Anyone who hasn't voted yet, please vote if you know enough about the subject. There are many more votes to come, so the margins and the rankings of the choices can change a lot in the days ahead.


----------



## tremaine (Dec 14, 2006)

This is the version of the poll that is counted from now on; the other version has been shut down, but the votes up to now in that other version were counted in the internet total.


----------



## Sliccat (Oct 16, 2004)

tremaine said:


> This is the version of the poll that is counted from now on; the other version has been shut down, but the votes up to now in that other version were counted in the internet total.


if you want to get a lot of votes, just ask one of the nuggets' bloggers (nugg doctor, pick axe and roll) to run the poll.


----------



## pac4eva5 (Dec 29, 2005)

Sliccat said:


> I don't like chucky at all. He's unreliable for 3 since the injury, and while that will probably warm up, he's nowhere near as good as carter at breaking or defense.


chucky was hitting the threes just last week. now he isnt playing.

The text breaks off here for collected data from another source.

//! Strongest available "data is on media" sync per platform.

use std::fs::File;
use std::io;
use std::path::Path;

/// Flush `file` to persistent storage before returning.
///
/// - Linux: `fdatasync()` (data only, metadata is not needed for log replay)
/// - macOS/iOS: `fcntl(F_FULLFSYNC)`; plain `fsync` stops at the drive cache there
/// - Windows: `FlushFileBuffers()`
/// - Other: `File::sync_data()`
///
/// May block for a long time under heavy I/O; run it off the async scheduler.
pub fn durable_sync(file: &File) -> io::Result<()> {
    #[cfg(target_os = "linux")]
    {
        use std::os::unix::io::AsRawFd;
        // SAFETY: the descriptor comes from a live `File` borrow.
        let rc = unsafe { libc::fdatasync(file.as_raw_fd()) };
        if rc == 0 {
            Ok(())
        } else {
            Err(io::Error::last_os_error())
        }
    }

    #[cfg(any(target_os = "macos", target_os = "ios"))]
    {
        use std::os::unix::io::AsRawFd;
        // SAFETY: the descriptor comes from a live `File` borrow.
        let rc = unsafe { libc::fcntl(file.as_raw_fd(), libc::F_FULLFSYNC) };
        if rc == 0 {
            Ok(())
        } else {
            Err(io::Error::last_os_error())
        }
    }

    #[cfg(target_os = "windows")]
    {
        use std::os::windows::io::AsRawHandle;
        use winapi::um::fileapi::FlushFileBuffers;
        // SAFETY: the handle comes from a live `File` borrow.
        let ok = unsafe { FlushFileBuffers(file.as_raw_handle() as *mut _) };
        if ok != 0 {
            Ok(())
        } else {
            Err(io::Error::last_os_error())
        }
    }

    #[cfg(not(any(
        target_os = "linux",
        target_os = "macos",
        target_os = "ios",
        target_os = "windows"
    )))]
    {
        file.sync_data()
    }
}

/// Persist directory entries (new segment files, a new store directory).
///
/// No-op on Windows, where directories cannot be opened as files.
pub fn sync_dir(dir: &Path) -> io::Result<()> {
    #[cfg(unix)]
    {
        File::open(dir)?.sync_all()
    }

    #[cfg(not(unix))]
    {
        let _ = dir;
        Ok(())
    }
}

#[cfg(test)]
mod tests {
    use super::*;
    use std::io::Write;

    #[test]
    fn test_durable_sync_success() {
        let mut file = tempfile::NamedTempFile::new().unwrap();
        file.write_all(b"segment bytes").unwrap();
        let result = durable_sync(file.as_file());
        assert!(result.is_ok(), "durable_sync failed: {:?}", result.err());
    }

    #[test]
    fn test_sync_dir_success() {
        let dir = tempfile::TempDir::new().unwrap();
        assert!(sync_dir(dir.path()).is_ok());
    }
}
//! Backend driver contract.
//!
//! A [`Driver`] opens named stores; a [`Store`] is one logical database's
//! handle. Backends only need forward iteration: every query feature is
//! computed by the engine on top of [`Store::iterate`].

use std::ops::ControlFlow;
use std::sync::Arc;

use async_trait::async_trait;

use crate::error::BurrowResult;
use crate::value::Document;

pub mod file;
pub mod memory;

pub use file::FileDriver;
pub use memory::{MemoryDriver, MemoryFaults};

/// Visitor passed to [`Store::iterate`]: `(key, value, ordinal)`, ordinal from 1.
pub type Visit<'a> = &'a mut (dyn FnMut(&str, &Document, u64) -> ControlFlow<()> + Send);

/// Factory for named stores.
#[async_trait]
pub trait Driver: Send + Sync {
    /// Short identifier used in logs.
    fn name(&self) -> &'static str;

    /// Open the store called `name`, creating it if it does not exist.
    async fn open(&self, name: &str) -> BurrowResult<Arc<dyn Store>>;
}

/// Handle to one named store.
///
/// After [`Store::drop_instance`] every call fails with `StoreDropped`.
#[async_trait]
pub trait Store: Send + Sync {
    fn name(&self) -> &str;

    async fn get(&self, key: &str) -> BurrowResult<Option<Document>>;

    /// Upsert.
    async fn set(&self, key: &str, value: Document) -> BurrowResult<()>;

    /// Upsert many. Drivers with a cheaper batch path override this.
    async fn set_many(&self, items: Vec<(String, Document)>) -> BurrowResult<()> {
        for (key, value) in items {
            self.set(&key, value).await?;
        }
        Ok(())
    }

    /// Delete; an absent key is not an error.
    async fn delete(&self, key: &str) -> BurrowResult<()>;

    /// Walk records in backend-native order until `visit` breaks.
    async fn iterate(&self, visit: Visit<'_>) -> BurrowResult<()>;

    /// Irreversibly delete every record and the store itself.
    async fn drop_instance(&self) -> BurrowResult<()>;
}
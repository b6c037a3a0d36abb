//! Binary framing for filesystem-driver log entries
//!
//! Every entry is a fixed header followed by its payload:
//! EntryHeader (16 bytes) + key_len(u16) + value_len(u32) + operation(u8) + padding(u8)
//! + key_bytes + value_bytes
//!
//! Keys are UTF-8, values are JSON-encoded documents.

use std::path::PathBuf;

use crate::error::{BurrowError, BurrowResult};
use crate::value::Document;

/// Magic bytes identifying a Burrow log entry: "BRRW"
pub const MAGIC_ARRAY: [u8; 4] = [0x42, 0x52, 0x52, 0x57];

/// Header size in bytes
pub const HEADER_SIZE: usize = 16;

/// Fixed payload prefix: key_len + value_len + operation + padding
const PAYLOAD_PREFIX: usize = 8;

/// Log operation types
#[derive(Debug, Clone, Copy, PartialEq, Eq)]
#[repr(u8)]
pub enum Operation {
    /// Insert or overwrite a key
    Put = 1,
    /// Delete a key
    Delete = 2,
    /// Forget every earlier entry; starts a compacted snapshot
    Clear = 3,
}

impl Operation {
    fn from_byte(b: u8) -> Option<Self> {
        match b {
            1 => Some(Operation::Put),
            2 => Some(Operation::Delete),
            3 => Some(Operation::Clear),
            _ => None,
        }
    }
}

/// Layout:
///   [0..4]   magic:    [u8;4] - "BRRW"
///   [4..8]   length:   u32    - payload length in bytes
///   [8..12]  checksum: u32    - CRC32C of payload bytes
///   [12]     op:       u8
///   [13..16] reserved: [u8;3]
#[derive(Debug, Clone, Copy, PartialEq, Eq)]
pub struct EntryHeader {
    pub magic: [u8; 4],
    pub length: u32,
    pub checksum: u32,
    pub op: u8,
}

impl EntryHeader {
    pub fn new(length: u32, checksum: u32, op: Operation) -> Self {
        Self { magic: MAGIC_ARRAY, length, checksum, op: op as u8 }
    }

    pub fn to_bytes(&self) -> [u8; HEADER_SIZE] {
        let mut buf = [0u8; HEADER_SIZE];
        buf[0..4].copy_from_slice(&self.magic);
        buf[4..8].copy_from_slice(&self.length.to_le_bytes());
        buf[8..12].copy_from_slice(&self.checksum.to_le_bytes());
        buf[12] = self.op;
        buf
    }

    pub fn from_bytes(bytes: &[u8; HEADER_SIZE]) -> Self {
        Self {
            magic: [bytes[0], bytes[1], bytes[2], bytes[3]],
            length: u32::from_le_bytes([bytes[4], bytes[5], bytes[6], bytes[7]]),
            checksum: u32::from_le_bytes([bytes[8], bytes[9], bytes[10], bytes[11]]),
            op: bytes[12],
        }
    }
}

/// A decoded log entry. `value` is `None` for deletes and clears.
#[derive(Debug, Clone, PartialEq)]
pub struct LogEntry {
    pub key: String,
    pub value: Option<Document>,
    pub operation: Operation,
}

/// Size limits enforced before anything is allocated.
#[derive(Debug, Clone, Copy)]
pub struct EntryLimits {
    pub max_key_size: usize,
    pub max_value_size: usize,
}

fn corrupted(offset: usize, reason: impl Into<String>) -> BurrowError {
    BurrowError::LogCorrupted {
        path: PathBuf::from("<buffer>"),
        offset: offset as u64,
        reason: reason.into(),
    }
}

/// Encode a put (with `value`) or delete (without) into a framed entry.
pub fn encode_entry(
    key: &str,
    value: Option<&Document>,
    limits: EntryLimits,
) -> BurrowResult<Vec<u8>> {
    if key.len() > limits.max_key_size {
        return Err(BurrowError::OversizedEntry {
            entry_size: key.len() as u64,
            max_size: limits.max_key_size as u64,
            component: "key",
        });
    }

    let (op, value_bytes) = match value {
        Some(doc) => (Operation::Put, serde_json::to_vec(doc)?),
        None => (Operation::Delete, Vec::new()),
    };

    if value_bytes.len() > limits.max_value_size {
        return Err(BurrowError::OversizedEntry {
            entry_size: value_bytes.len() as u64,
            max_size: limits.max_value_size as u64,
            component: "value",
        });
    }

    Ok(frame(op, key.as_bytes(), &value_bytes))
}

/// Encode the entry that opens a compacted segment.
pub fn encode_clear() -> Vec<u8> {
    frame(Operation::Clear, &[], &[])
}

fn frame(op: Operation, key: &[u8], value: &[u8]) -> Vec<u8> {
    let mut payload = Vec::with_capacity(PAYLOAD_PREFIX + key.len() + value.len());
    payload.extend_from_slice(&(key.len() as u16).to_le_bytes());
    payload.extend_from_slice(&(value.len() as u32).to_le_bytes());
    payload.push(op as u8);
    payload.push(0);
    payload.extend_from_slice(key);
    payload.extend_from_slice(value);

    let header = EntryHeader::new(payload.len() as u32, crc32c::crc32c(&payload), op);

    let mut buffer = Vec::with_capacity(HEADER_SIZE + payload.len());
    buffer.extend_from_slice(&header.to_bytes());
    buffer.extend_from_slice(&payload);
    buffer
}

/// Decode one framed entry from the start of `data`.
pub fn decode_entry(data: &[u8]) -> BurrowResult<LogEntry> {
    let Some(header_bytes) = data.get(..HEADER_SIZE) else {
        return Err(corrupted(
            0,
            format!("entry too short: {} bytes, need at least {}", data.len(), HEADER_SIZE),
        ));
    };
    let mut raw = [0u8; HEADER_SIZE];
    raw.copy_from_slice(header_bytes);
    let header = EntryHeader::from_bytes(&raw);

    if header.magic != MAGIC_ARRAY {
        return Err(BurrowError::NoMagicFound {
            path: PathBuf::from("<buffer>"),
            offset: 0,
            found_bytes: header.magic,
        });
    }

    let payload_end = HEADER_SIZE + header.length as usize;
    if data.len() < payload_end {
        return Err(BurrowError::TornWrite {
            path: PathBuf::from("<buffer>"),
            expected_size: header.length,
            available_bytes: (data.len() - HEADER_SIZE) as u64,
            offset: HEADER_SIZE as u64,
        });
    }
    let payload = &data[HEADER_SIZE..payload_end];

    let actual = crc32c::crc32c(payload);
    if actual != header.checksum {
        return Err(BurrowError::ChecksumMismatch {
            path: PathBuf::from("<buffer>"),
            expected: header.checksum,
            actual,
            offset: HEADER_SIZE as u64,
        });
    }

    if payload.len() < PAYLOAD_PREFIX {
        return Err(corrupted(HEADER_SIZE, "payload too short for length fields"));
    }
    let key_len = u16::from_le_bytes([payload[0], payload[1]]) as usize;
    let value_len = u32::from_le_bytes([payload[2], payload[3], payload[4], payload[5]]) as usize;
    let operation = Operation::from_byte(payload[6])
        .ok_or_else(|| {
            corrupted(HEADER_SIZE + 6, format!("invalid operation type: {}", payload[6]))
        })?;

    let key_end = PAYLOAD_PREFIX + key_len;
    let value_end = key_end + value_len;
    if payload.len() < value_end {
        return Err(corrupted(
            HEADER_SIZE,
            format!(
                "payload too short: need {} bytes for key({}) + value({})",
                value_end, key_len, value_len
            ),
        ));
    }

    let key = std::str::from_utf8(&payload[PAYLOAD_PREFIX..key_end])
        .map_err(|e| corrupted(HEADER_SIZE + PAYLOAD_PREFIX, format!("key is not UTF-8: {}", e)))?
        .to_string();

    let value = match operation {
        Operation::Put => Some(serde_json::from_slice::<Document>(&payload[key_end..value_end])?),
        Operation::Delete | Operation::Clear => None,
    };

    Ok(LogEntry { key, value, operation })
}

#[cfg(test)]
mod tests {
    use super::*;
    use serde_json::json;

    const LIMITS: EntryLimits = EntryLimits { max_key_size: 16, max_value_size: 64 };

    fn doc() -> Document {
        json!({ "blockNumber": 7, "hash": "0xabc" }).as_object().cloned().unwrap()
    }

    #[test]
    fn test_put_roundtrip() {
        let bytes = encode_entry("block-7", Some(&doc()), LIMITS).unwrap();
        let entry = decode_entry(&bytes).unwrap();
        assert_eq!(entry.key, "block-7");
        assert_eq!(entry.value, Some(doc()));
        assert_eq!(entry.operation, Operation::Put);
    }

    #[test]
    fn test_delete_has_no_value() {
        let bytes = encode_entry("gone", None, LIMITS).unwrap();
        let entry = decode_entry(&bytes).unwrap();
        assert_eq!(entry.operation, Operation::Delete);
        assert!(entry.value.is_none());
    }

    #[test]
    fn test_clear_entry_decodes() {
        let entry = decode_entry(&encode_clear()).unwrap();
        assert_eq!(entry.operation, Operation::Clear);
        assert!(entry.key.is_empty());
        assert!(entry.value.is_none());
    }

    #[test]
    fn test_oversized_key_rejected() {
        let key = "k".repeat(17);
        let result = encode_entry(&key, Some(&doc()), LIMITS);
        assert!(matches!(result, Err(BurrowError::OversizedEntry { component: "key", .. })));
    }

    #[test]
    fn test_oversized_value_rejected() {
        let big = json!({ "blob": "x".repeat(100) }).as_object().cloned().unwrap();
        let result = encode_entry("k", Some(&big), LIMITS);
        assert!(matches!(result, Err(BurrowError::OversizedEntry { component: "value", .. })));
    }

    #[test]
    fn test_corrupted_magic_detected() {
        let mut data = encode_entry("key", Some(&doc()), LIMITS).unwrap();
        data[0] = 0xFF;
        assert!(matches!(decode_entry(&data), Err(BurrowError::NoMagicFound { .. })));
    }

    #[test]
    fn test_corrupted_payload_detected() {
        let mut data = encode_entry("key", Some(&doc()), LIMITS).unwrap();
        let last = data.len() - 1;
        data[last] ^= 0xFF;
        assert!(matches!(decode_entry(&data), Err(BurrowError::ChecksumMismatch { .. })));
    }

    #[test]
    fn test_truncated_entry_is_torn() {
        let data = encode_entry("key", Some(&doc()), LIMITS).unwrap();
        let cut = &data[..data.len() - 3];
        assert!(matches!(decode_entry(cut), Err(BurrowError::TornWrite { .. })));
    }
}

and enough about AC being good at defense. hes not. its legit fact that NONE of the best 5 player combos this season list him. and its fact that the defense is WORSE with him in.


----------



## hroz (Mar 4, 2006)

WOW you guys are deep. 

Cant decide between JR & Atkins or Carter.


----------



## Timmons (May 25, 2005)

hroz said:


> WOW you guys are deep.
> 
> Cant decide between JR & Atkins or Carter.


Come on Broski...just some Nuggets fans discussing the team on the Nuggets board. Sure we're talking about two trashy players in Atkins and Carter, but they serve their roles...just like your Rockets role players. They aren't anything special, but they all are excelling right now. 

I just hope a Rockets fan isn't getting cocky about a team that hasn't advanced out of the first round yet...much like our Nuggets! You gotta win something to talk -- and I'm not sure if the Rockets will be sending you anything if they do win anyways...


----------